§ **YOUR INSTRUCTIONS**:
The reply has to be a number alone, equal to how many lines in the entries below hold the string "repeat".
====== MATERIAL SHOWN ======
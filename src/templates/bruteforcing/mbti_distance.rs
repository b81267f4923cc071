//! Smallest psychological distance among any three people.
//!
//! There are only 16 MBTI types, so with 33 or more people some type
//! occurs three times and the answer is 0.

use crate::templates::prelude::*;

pub struct MbtiDistance;

static INFO: TemplateInfo = TemplateInfo {
    id: "20529",
    title: "Psychological distance of the closest three",
    category: Category::Bruteforcing,
    input: &[
        Field::int("t"),
        Field::int("n"),
        Field::word("mbti").repeat("n"),
    ],
    output: &[Field::int("distance").repeat("t")],
    constraints: &[
        "1 <= t <= 50",
        "3 <= n <= 100000",
        "mbti is one of the 16 four-letter types",
    ],
    samples: &[Sample {
        input: "3\n3\nENTJ INTP ESFJ\n4\nESFP ESFP ESFP ESFP\n5\nINFP INFP ESTP ESTJ ISTJ\n",
        output: "8\n0\n4\n",
    }],
};

const PIGEONHOLE: usize = 33;
const AXES: [[u8; 2]; 4] = [[b'E', b'I'], [b'S', b'N'], [b'T', b'F'], [b'J', b'P']];

/// Type as a 4-bit mask, one bit per axis.
fn encode(word: &str) -> Result<u8, InputError> {
    let bytes = word.as_bytes();
    if bytes.len() != 4 {
        return Err(InputError::constraint("mbti", format!("{word:?} is not four letters")));
    }
    let mut mask = 0u8;
    for (i, (&b, axis)) in bytes.iter().zip(AXES.iter()).enumerate() {
        match axis.iter().position(|&a| a == b) {
            Some(bit) => mask |= (bit as u8) << i,
            None => {
                return Err(InputError::constraint("mbti", format!("{word:?} is not an MBTI type")))
            }
        }
    }
    Ok(mask)
}

fn distance(a: u8, b: u8) -> u32 {
    (a ^ b).count_ones()
}

impl Template for MbtiDistance {
    type Input = Vec<Vec<u8>>;
    type Output = Vec<u32>;

    fn info(&self) -> &'static TemplateInfo {
        &INFO
    }

    fn parse(&self, sc: &mut Scanner<'_>) -> Result<Vec<Vec<u8>>, InputError> {
        let t = sc.next_in("t", 1..=50usize)?;
        let mut cases = Vec::with_capacity(t);
        for _ in 0..t {
            let n = sc.next_in("n", 3..=100_000usize)?;
            let people = (0..n)
                .map(|_| encode(sc.token("mbti")?))
                .collect::<Result<Vec<_>, _>>()?;
            cases.push(people);
        }
        Ok(cases)
    }

    fn solve(&self, cases: &Vec<Vec<u8>>) -> Vec<u32> {
        cases
            .iter()
            .map(|people| {
                if people.len() >= PIGEONHOLE {
                    return 0;
                }
                let n = people.len();
                let mut best = u32::MAX;
                for i in 0..n {
                    for j in i + 1..n {
                        for k in j + 1..n {
                            let (a, b, c) = (people[i], people[j], people[k]);
                            best = best.min(distance(a, b) + distance(b, c) + distance(a, c));
                        }
                    }
                }
                best
            })
            .collect()
    }

    fn render(&self, output: &Vec<u32>, out: &mut String) {
        for d in output {
            push_line(out, [d]);
        }
    }
}

#[cfg(test)]
mod tests {
    use super::*;

    #[test]
    fn rejects_unknown_letters() {
        assert!(encode("ABCD").is_err());
        assert!(encode("INT").is_err());
        assert_eq!(distance(encode("ENTJ").unwrap(), encode("INTP").unwrap()), 2);
    }
}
======
§ **RESPONSE BELOW**:
2